CD : une rareté, La Princesse de Trébizonde d'Offenbach

La planète Offenbach se porte bien. Voici une nouveauté qui ravira les amateurs comme les spécialistes qui constateront que, décidément, le Mozart des Champs-Elysées avait plus d'un tour dans son sac. Cette Princesse de Trébizonde, due à une jeune équipe franco-britannique et enregistrée sur les bords de la Tamise, a du zest à revendre.
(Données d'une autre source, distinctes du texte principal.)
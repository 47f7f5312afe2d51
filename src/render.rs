//! Text renderings of pipeline responses for the CLI.

use crate::pipeline::PipelineResponse;
use crate::store::PlanStep;
use crate::types::{AskError, Result, Row};
use std::fmt::Write as _;

/// Widest cell shown in table output, in characters.
pub const CELL_WIDTH: usize = 30;

/// Default number of rows shown in table output.
pub const DEFAULT_MAX_ROWS: usize = 20;

/// Pipe-separated result table with totals.
///
/// At most `max_rows` rows are shown; cells are cut to [`CELL_WIDTH`].
pub fn format_table(response: &PipelineResponse, max_rows: usize) -> String {
    if !response.is_success() {
        return format!(
            "ERROR ({}): {}",
            response.status,
            response.error_message.as_deref().unwrap_or("unknown error")
        );
    }
    if response.rows.is_empty() {
        return "No results found.".to_string();
    }

    let mut out = String::new();
    let header = response.columns.join(" | ");
    let _ = writeln!(out, "{}", header);
    let _ = writeln!(out, "{}", "-".repeat(header.chars().count()));

    for row in response.rows.iter().take(max_rows) {
        let cells: Vec<String> = row.values().iter().map(|v| truncate(&v.to_string())).collect();
        let _ = writeln!(out, "{}", cells.join(" | "));
    }
    if response.row_count > max_rows {
        let _ = writeln!(out, "... and {} more rows", response.row_count - max_rows);
    }

    let _ = writeln!(out);
    let _ = writeln!(out, "Total rows: {}", response.row_count);
    let _ = write!(out, "Execution time: {}ms", response.elapsed_ms);
    out
}

/// Plan rows followed by performance notes.
pub fn format_plan(plan: &[PlanStep], notes: &[String]) -> String {
    let mut out = String::from("QUERY PLAN:\n");
    if plan.is_empty() {
        out.push_str("  No plan available\n");
    }
    for step in plan {
        let _ = writeln!(out, "  ({}, {}) {}", step.id, step.parent, step.detail);
    }

    out.push_str("\nPERFORMANCE NOTES:");
    for note in notes {
        let _ = write!(out, "\n  {}", note);
    }
    out
}

/// CSV with a header row; NULL becomes an empty field.
pub fn to_csv(columns: &[String], rows: &[Row]) -> Result<String> {
    let mut writer = csv::Writer::from_writer(Vec::new());
    writer.write_record(columns).map_err(csv_error)?;
    for row in rows {
        let fields = row
            .values()
            .iter()
            .map(|v| if v.is_null() { String::new() } else { v.to_string() });
        writer.write_record(fields).map_err(csv_error)?;
    }

    let bytes = writer
        .into_inner()
        .map_err(|e| AskError::Io(std::io::Error::other(e.to_string())))?;
    String::from_utf8(bytes).map_err(|e| AskError::Io(std::io::Error::other(e)))
}

fn csv_error(err: csv::Error) -> AskError {
    AskError::Io(std::io::Error::other(err.to_string()))
}

fn truncate(cell: &str) -> String {
    cell.chars().take(CELL_WIDTH).collect()
}

#[cfg(test)]
mod tests {
    use super::*;
    use crate::pipeline::TerminalStatus;
    use crate::types::Value;
    use chrono::Utc;
    use uuid::Uuid;

    fn response(rows: usize) -> PipelineResponse {
        let mut response = PipelineResponse::received(Uuid::new_v4(), Utc::now());
        response.status = TerminalStatus::Succeeded;
        response.columns = vec!["store_name".into(), "n".into()];
        response.elapsed_ms = 1.5;
        response.rows = (0..rows)
            .map(|i| Row::new(vec![Value::Text("x".repeat(40)), Value::Integer(i as i64)]))
            .collect();
        response.row_count = rows;
        response
    }

    #[test]
    fn test_table_truncates_cells_and_rows() {
        let table = format_table(&response(25), DEFAULT_MAX_ROWS);
        let lines: Vec<&str> = table.lines().collect();
        assert_eq!(lines[0], "store_name | n");
        assert_eq!(lines[2], format!("{} | 0", "x".repeat(30)));
        assert!(table.contains("... and 5 more rows"));
        assert!(table.contains("Total rows: 25"));
    }

    #[test]
    fn test_table_for_failure() {
        let mut failed = response(0);
        failed.status = TerminalStatus::Rejected;
        failed.error_message =
            Some("Unsafe query: Blocked: DELETE statements are not allowed".into());
        assert!(format_table(&failed, 20).starts_with("ERROR (Rejected): Unsafe query"));
        assert_eq!(format_table(&response(0), 20), "No results found.");
    }

    #[test]
    fn test_plan_rendering() {
        let text = format_plan(
            &[PlanStep::new(2, 0, "SCAN reviews")],
            &["Full table scan detected.".to_string()],
        );
        assert!(text.contains("  (2, 0) SCAN reviews"));
        assert!(text.ends_with("PERFORMANCE NOTES:\n  Full table scan detected."));
    }

    #[test]
    fn test_csv_export() {
        let columns = vec!["store".to_string(), "note".to_string()];
        let rows = vec![Row::new(vec![Value::Text("Canal Walk, CT".into()), Value::Null])];
        let csv = to_csv(&columns, &rows).unwrap();
        assert_eq!(csv, "store,note\n\"Canal Walk, CT\",\n");
    }
}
Déjà au faîte de sa gloire parisienne, Offenbach présente en 1869 un opéra bouffe au nom étrange : La Princesse de Trébizonde. D'abord créée à Baden-Baden dans une version en deux actes, l’œuvre sera vite remaniée pour être enrichie d'un acte supplémentaire, qui deviendra le1er. La création parisienne, en décembre 1869, est un franc succès. Mais la pièce sombrera dans l'oubli, alors que survient la guerre de 1870 et qu'on ''découvre'' que le compositeur est d'origine allemande. Grand spécialiste d'Offenbach, Jean-Christophe Keck a conçu récemment une édition critique de la version dite de Paris. Mais dans le présent enregistrement, on a ajouté en appendice quelques pages emblématiques de la version originale, permettant une intéressante comparaison, tant l'orchestration diffère de l'une à l'autre. Sûr des goûts de son public, grand amuseur, le musicien s'est personnellement investi dans l'écriture du livret, pourtant confiée à deux plumes alors en vogue, Nuitter et Tréfeu. Il ne faut sans doute pas chercher profondeur dans cette histoire quelque peu décousue de saltimbanques, dont l'attraction principale est une figure de cire nommée Princesse de Trébizonde, lesquels décrochent à la loterie le gros lot, savoir un mirifique château. Le problème est que la fille, Zanetta, du chef des forains, Cabriolo, a cassé le nez de la fameuse poupée de cire... Alors que la troupe s'ennuie fort dans son nouveau château, une chasse amène le Prince Raphaël qui tombe amoureux de Zanetta. Le papa dudit prince, Casimir, achète à Cabriolo, pour son fils adoré, l'entière collection de figurines de cire. Le dernier acte voit prospérer divers rendez-vous amoureux dont celui entre Raphaël et Zanetta, au grand dam de Casimir. Qui finit par se laisser fléchir après qu'eussent été divulguées ses propres facéties de cœur d'un passé pas si lointain. Comme souvent chez Offenbach, le moteur de l'intrigue réside dans le travestissement, car la partie de Raphaël est confiée à une mezzo-soprano, comme plus tard le sera le rôle-titre de Fantasio.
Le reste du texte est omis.